20. The method as claimed in claim 19, wherein the damage relevance model of the evaluation unit is based on a machine learning algorithm to which data about a performed maintenance measure of the machine/of a machine component are provided as training datasets via an input in addition to damage-relevant influencing variables.

21. The method as claimed in claim 20, wherein one training dataset comprises a likelihood of failure and/or risk of failure for one or more components and/or the machine as estimated by a member of maintenance staff when assessing the machine and/or the component.

22. The method as claimed in claim 21, wherein a correction factor is describable as a time-dependent function, and the correction factor decreases over time.

23. The method as claimed in claim 22, wherein the training datasets are stored in a database and are retrievable by the evaluation unit or the damage relevance model when required.

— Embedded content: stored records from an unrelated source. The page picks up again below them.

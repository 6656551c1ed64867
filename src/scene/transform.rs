use glam::{Affine3A, EulerRot, Mat3, Mat4, Quat, Vec3};

/// Transform 组件
///
/// 封装了节点的位置、旋转、缩放（TRS）以及矩阵缓存和脏检查逻辑。
/// 这是一个独立的数据组件，可以被 Node 组合，也可以独立使用。
///
/// 旋转始终以单位四元数表达，欧拉角接口只是换算入口。
#[derive(Debug, Clone)]
pub struct Transform {
    // === Public 属性 ===
    pub position: Vec3,
    pub rotation: Quat,
    pub scale: Vec3,

    // === 矩阵缓存 (Internal) ===
    // 保留 pub(crate) 供渲染器读取，但对用户隐藏细节
    pub(crate) local_matrix: Affine3A,
    pub(crate) world_matrix: Affine3A,

    // === 脏检查状态 (Private) ===
    last_position: Vec3,
    last_rotation: Quat,
    last_scale: Vec3,
    force_update: bool,
}

impl Transform {
    pub fn new() -> Self {
        Self {
            position: Vec3::ZERO,
            rotation: Quat::IDENTITY,
            scale: Vec3::ONE,

            local_matrix: Affine3A::IDENTITY,
            world_matrix: Affine3A::IDENTITY,

            last_position: Vec3::ZERO,
            last_rotation: Quat::IDENTITY,
            last_scale: Vec3::ONE,
            force_update: true,
        }
    }

    // ========================================================================
    // 核心逻辑：智能更新 (Shadow State Check)
    // ========================================================================

    /// 检查并更新局部矩阵
    /// 返回值: bool (是否发生了变化)
    pub fn update_local_matrix(&mut self) -> bool {
        // 1. 脏检查：对比当前 pub 属性和 last 私有属性
        let changed = self.position != self.last_position
            || self.rotation != self.last_rotation
            || self.scale != self.last_scale
            || self.force_update;

        if changed {
            // 2. 只有变了才重算矩阵
            self.local_matrix = Affine3A::from_scale_rotation_translation(
                self.scale,
                self.rotation,
                self.position,
            );

            // 3. 同步影子状态
            self.last_position = self.position;
            self.last_rotation = self.rotation;
            self.last_scale = self.scale;
            self.force_update = false;
        }

        changed
    }

    /// 手动标记脏（例如换父节点后强制刷新）
    pub fn mark_dirty(&mut self) {
        self.force_update = true;
    }

    // ========================================================================
    // Getters & Helpers
    // ========================================================================

    /// Helper：设置欧拉角旋转 (XYZ 顺序)
    pub fn set_rotation_euler(&mut self, x: f32, y: f32, z: f32) {
        self.rotation = Quat::from_euler(EulerRot::XYZ, x, y, z);
    }

    /// 获取当前的欧拉角 (XYZ 顺序)
    pub fn rotation_euler(&self) -> Vec3 {
        let (x, y, z) = self.rotation.to_euler(EulerRot::XYZ);
        Vec3::new(x, y, z)
    }

    /// 获取局部矩阵 (Affine3A)
    #[inline]
    pub fn local_matrix(&self) -> &Affine3A {
        &self.local_matrix
    }

    /// 获取世界矩阵 (Affine3A) - 供 CPU 端物理/逻辑计算使用
    #[inline]
    pub fn world_matrix(&self) -> &Affine3A {
        &self.world_matrix
    }

    /// 获取世界矩阵 (Mat4) - 供 Renderer 上传 GPU 使用
    #[inline]
    pub fn world_matrix_as_mat4(&self) -> Mat4 {
        Mat4::from(self.world_matrix)
    }

    /// 供变换系统更新完矩阵后写入
    pub fn set_world_matrix(&mut self, mat: Affine3A) {
        self.world_matrix = mat;
    }

    /// LookAt 变换
    ///
    /// `target` 和 `up` 应该处于该变换的父坐标系中。
    /// 朝向与 up 共线时放弃本次设置。
    pub fn look_at(&mut self, target: Vec3, up: Vec3) {
        // 1. 计算前向矢量
        let forward = (target - self.position).normalize();

        // 2. 检查退化情况
        if forward.cross(up).length_squared() < 1e-4 {
            return;
        }

        // 3. 构建正交基
        let right = forward.cross(up).normalize();
        let new_up = right.cross(forward).normalize();

        let rot_mat = Mat3::from_cols(right, new_up, -forward);
        self.rotation = Quat::from_mat3(&rot_mat);
    }
}

impl Default for Transform {
    fn default() -> Self {
        Self::new()
    }
}
use std::fmt;

use glam::Affine3A;

use crate::scene::transform::Transform;
use crate::scene::{CameraKey, GeometryKey, LightKey, NodeKey};

/// Stable numeric identity of a node.
///
/// Unlike [`NodeKey`] (the arena slot, which is recycled after removal), a
/// `NodeId` is allocated once and never reused. It is the identity that
/// crosses engine boundaries: the picking bitmap encodes it into pixel
/// colors, and physics workers address nodes by it.
///
/// Ids start at 1; the raw value 0 is reserved and doubles as the background
/// value in id bitmaps ("no hit").
#[derive(Debug, Clone, Copy, PartialEq, Eq, Hash, PartialOrd, Ord)]
pub struct NodeId(u32);

impl NodeId {
    /// Reserved id meaning "not yet registered in a scene".
    pub const UNASSIGNED: Self = Self(0);

    #[inline]
    #[must_use]
    pub const fn from_raw(raw: u32) -> Self {
        Self(raw)
    }

    #[inline]
    #[must_use]
    pub const fn to_raw(self) -> u32 {
        self.0
    }

    #[inline]
    #[must_use]
    pub const fn is_unassigned(self) -> bool {
        self.0 == 0
    }
}

impl fmt::Display for NodeId {
    fn fmt(&self, f: &mut fmt::Formatter<'_>) -> fmt::Result {
        write!(f, "#{}", self.0)
    }
}

/// Monotonic id source.
///
/// Ids are handed out in increasing order starting at 1 and are never
/// reused, even after the node they were assigned to is removed. A scene
/// owns one allocator; passing an existing allocator to
/// [`Scene::with_allocator`](crate::scene::Scene::with_allocator) lets a
/// successor scene continue the same id space.
#[derive(Debug, Default)]
pub struct NodeIdAllocator {
    next: u32,
}

impl NodeIdAllocator {
    #[must_use]
    pub fn new() -> Self {
        Self::default()
    }

    /// Hands out the next id, starting at 1.
    pub fn allocate(&mut self) -> NodeId {
        self.next += 1;
        NodeId(self.next)
    }
}

/// A minimal scene node containing only essential hot data.
///
/// # Design Principles
///
/// - Only keeps data that must be traversed every frame (hierarchy and transform)
/// - Heavy resources (geometry batches, cameras, lights) live in the Scene's
///   component maps; the node stores keys into them
/// - Improves CPU cache hit rate by keeping nodes small and contiguous
///
/// # Hierarchy
///
/// Nodes form a tree structure through parent-child relationships:
/// - `parent`: Optional key of the parent node (None for root nodes)
/// - `children`: List of child node keys
///
/// # Identity
///
/// A node's [`NodeId`] is assigned when the node is inserted into a
/// [`Scene`](crate::scene::Scene) and stays with it for its whole life,
/// reparenting included.
#[derive(Debug, Clone)]
pub struct Node {
    // === Core Hierarchy ===
    /// Parent node key (None for root nodes)
    pub(crate) parent: Option<NodeKey>,
    /// Child node keys
    pub(crate) children: Vec<NodeKey>,

    // === Core Spatial Data ===
    /// Transform component (hot data accessed every frame)
    pub transform: Transform,

    // === Core State ===
    /// Visibility flag; an invisible node hides its whole subtree
    pub visible: bool,

    // === Identity ===
    pub(crate) id: NodeId,
    pub(crate) name: Option<String>,

    // === Components ===
    /// Drawable geometry (shared between nodes for instancing)
    pub geometry: Option<GeometryKey>,
    pub camera: Option<CameraKey>,
    pub light: Option<LightKey>,

    // === Cached Bounds ===
    /// Bounding sphere radius; negative means not computed yet
    pub(crate) bounding_radius: f32,
}

impl Node {
    /// Creates a new node with default transform and visibility.
    ///
    /// The node starts dirty, so the first hierarchy update always computes
    /// its matrices. Its id stays [`NodeId::UNASSIGNED`] until a scene
    /// inserts it.
    #[must_use]
    pub fn new() -> Self {
        Self {
            parent: None,
            children: Vec::new(),
            transform: Transform::new(),
            visible: true,
            id: NodeId::UNASSIGNED,
            name: None,
            geometry: None,
            camera: None,
            light: None,
            bounding_radius: -1.0,
        }
    }

    /// Returns the parent node key, if any.
    #[inline]
    #[must_use]
    pub fn parent(&self) -> Option<NodeKey> {
        self.parent
    }

    /// Returns a read-only slice of child node keys.
    #[inline]
    #[must_use]
    pub fn children(&self) -> &[NodeKey] {
        &self.children
    }

    /// Returns the stable id assigned at scene insertion.
    #[inline]
    #[must_use]
    pub fn id(&self) -> NodeId {
        self.id
    }

    /// Returns the scene-local name, if one was registered.
    #[inline]
    #[must_use]
    pub fn name(&self) -> Option<&str> {
        self.name.as_deref()
    }

    /// Returns the cached bounding sphere radius, or None if it has not
    /// been computed since the last invalidation.
    #[inline]
    #[must_use]
    pub fn bounding_radius(&self) -> Option<f32> {
        (self.bounding_radius >= 0.0).then_some(self.bounding_radius)
    }

    /// Returns a reference to the world transformation matrix.
    ///
    /// This matrix transforms local coordinates to world coordinates.
    /// It is refreshed by the transform system during hierarchy updates.
    #[inline]
    #[must_use]
    pub fn world_matrix(&self) -> &Affine3A {
        &self.transform.world_matrix
    }
}

impl Default for Node {
    fn default() -> Self {
        Self::new()
    }
}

24. The method as claimed in claim 23, wherein the training datasets are stored in the database for different machines and components, and the different machines and/or components are combined to form different clusters, and a similarity between the different machines and/or components and/or a similarity between their relevant influencing variables and/or the similarity between their machine application are taken into consideration as criteria for clustering.

25. The method as claimed in claim 24, wherein the damage relevance model for the model training accesses the training datasets of at least the majority of the machines and/or components of a cluster to which the machine currently under consideration is assigned.

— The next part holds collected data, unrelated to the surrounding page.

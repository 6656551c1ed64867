//! 位姿平滑
//!
//! 物理步进频率通常低于渲染帧率，直接回写会让节点一跳一跳地走。
//! 平滑层把入站更新存成目标位姿，每帧让节点向目标推进一个固定
//! 比例：位置线性插值，旋转球面插值，两者用同一个系数。
//!
//! 目标不会因为"到达"而消失，后续更新直接覆盖旧目标；只有节点
//! 本身被移除时才清掉对应目标。

use glam::{Quat, Vec3};
use rustc_hash::FxHashMap;

use crate::scene::{NodeId, Scene};

/// 每帧向目标推进的比例，0.25 在 60fps 下约 90ms 收敛过半
pub const DEFAULT_SMOOTHING_FACTOR: f32 = 0.25;

/// 一个节点的目标位姿
#[derive(Debug, Clone, Copy, PartialEq)]
pub struct SmoothTarget {
    pub position: Vec3,
    pub rotation: Quat,
}

/// 按节点 id 索引的平滑目标集
pub struct Smoothing {
    targets: FxHashMap<NodeId, SmoothTarget>,
    /// 每帧推进比例，(0, 1]，1.0 等价于直接回写
    pub factor: f32,
}

impl Default for Smoothing {
    fn default() -> Self {
        Self::new()
    }
}

impl Smoothing {
    #[must_use]
    pub fn new() -> Self {
        Self::with_factor(DEFAULT_SMOOTHING_FACTOR)
    }

    #[must_use]
    pub fn with_factor(factor: f32) -> Self {
        Self {
            targets: FxHashMap::default(),
            factor,
        }
    }

    /// 登记（或覆盖）一个节点的目标位姿
    pub fn push_target(&mut self, id: NodeId, position: Vec3, rotation: Quat) {
        self.targets.insert(id, SmoothTarget { position, rotation });
    }

    #[must_use]
    pub fn target(&self, id: NodeId) -> Option<&SmoothTarget> {
        self.targets.get(&id)
    }

    #[must_use]
    pub fn len(&self) -> usize {
        self.targets.len()
    }

    #[must_use]
    pub fn is_empty(&self) -> bool {
        self.targets.is_empty()
    }

    /// 每帧调用：所有被跟踪的节点向各自目标推进一步
    ///
    /// 直接写 transform 字段，影子状态脏检查会捕捉到改动。
    /// 已移除节点的目标顺手清理。
    pub fn tick(&mut self, scene: &mut Scene) {
        let factor = self.factor;
        self.targets.retain(|&id, target| {
            let Some(key) = scene.node_by_id(id) else {
                return false;
            };
            let Some(node) = scene.get_node_mut(key) else {
                return false;
            };

            let transform = &mut node.transform;
            transform.position = transform.position.lerp(target.position, factor);
            transform.rotation = transform.rotation.slerp(target.rotation, factor);
            true
        });
    }
}
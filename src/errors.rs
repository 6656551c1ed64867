//! Error Types
//!
//! This module defines the error types used throughout the engine.
//!
//! # Overview
//!
//! The main error type [`TrellisError`] covers all failure modes including:
//! - Scene graph lookup failures
//! - Render pass configuration errors
//! - Physics worker channel errors
//!
//! # Usage
//!
//! All public APIs return [`Result<T>`] which is an alias for `std::result::Result<T, TrellisError>`.
//!
//! ```rust,ignore
//! use trellis::errors::{TrellisError, Result};
//!
//! fn render_frame() -> Result<()> {
//!     // Operations that may fail return Result
//!     Ok(())
//! }
//! ```

use thiserror::Error;

/// The main error type for the Trellis engine.
///
/// This enum covers all possible error conditions that can occur
/// during engine operation. Each variant provides specific context
/// about what went wrong.
#[derive(Error, Debug)]
pub enum TrellisError {
    // ========================================================================
    // Scene Graph Errors
    // ========================================================================
    /// The referenced node is not (or no longer) in the scene.
    #[error("Node not found: {context}")]
    NodeNotFound {
        /// Description of what was being looked up
        context: &'static str,
    },

    /// A pass needed a component the node does not carry.
    #[error("Node has no {component} component")]
    ComponentMissing {
        /// Name of the missing component type
        component: &'static str,
    },

    // ========================================================================
    // Render Pass Errors
    // ========================================================================
    /// An offscreen pass was started without its target resource.
    #[error("Render target not configured: {0}")]
    TargetMissing(&'static str),

    // ========================================================================
    // Physics Bridge Errors
    // ========================================================================
    /// The physics worker endpoint was dropped while messages were pending.
    #[error("Physics worker disconnected")]
    PhysicsDisconnected,
}

/// Alias for `Result<T, TrellisError>`.
pub type Result<T> = std::result::Result<T, TrellisError>;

26. The method as claimed in claim 25, wherein the damage relevance model is reset after machine maintenance has been performed and/or after a failure of the machine or of a component of the machine and then retrained with all training datasets available for the machine or the component in the assigned machine and/or component cluster.

27. The method as claimed in claim 26, wherein at least one influencing variable characterizes the loading duration of a machine component or of the machine and/or the operating point of the machine and/or the operating time/downtime of the machine/component and/or a switching frequency of the machine and/or component and/or an ambient or medium temperature of the machine.

28. The method as claimed in claim 27, wherein the evaluation unit, rather than supplying a time-dependent influencing variable, supplies an influencing variable integrated over time to the damage relevance model as an input variable.

29. The method as claimed in claim 28, wherein one or more influencing variables are acquired during the machine uptime online.

30. The method as claimed in claim 29, wherein the machine or a separate measuring unit ascertain one or more influencing variables of the machine through a one-off measurement or estimate, in connection with further characteristic information about the one or more influencing variables.

31. The method as claimed in claim 30, wherein the generation of a recommendation for a maintenance measure takes into consideration a flexibly definable risk tolerance value.

32. A system comprising:

an evaluation unit;

one or more machines to be monitored;

a database configured to store training datasets, wherein the evaluation unit contains a program the instructions of which, when executed, bring about the method as claimed in claim 31.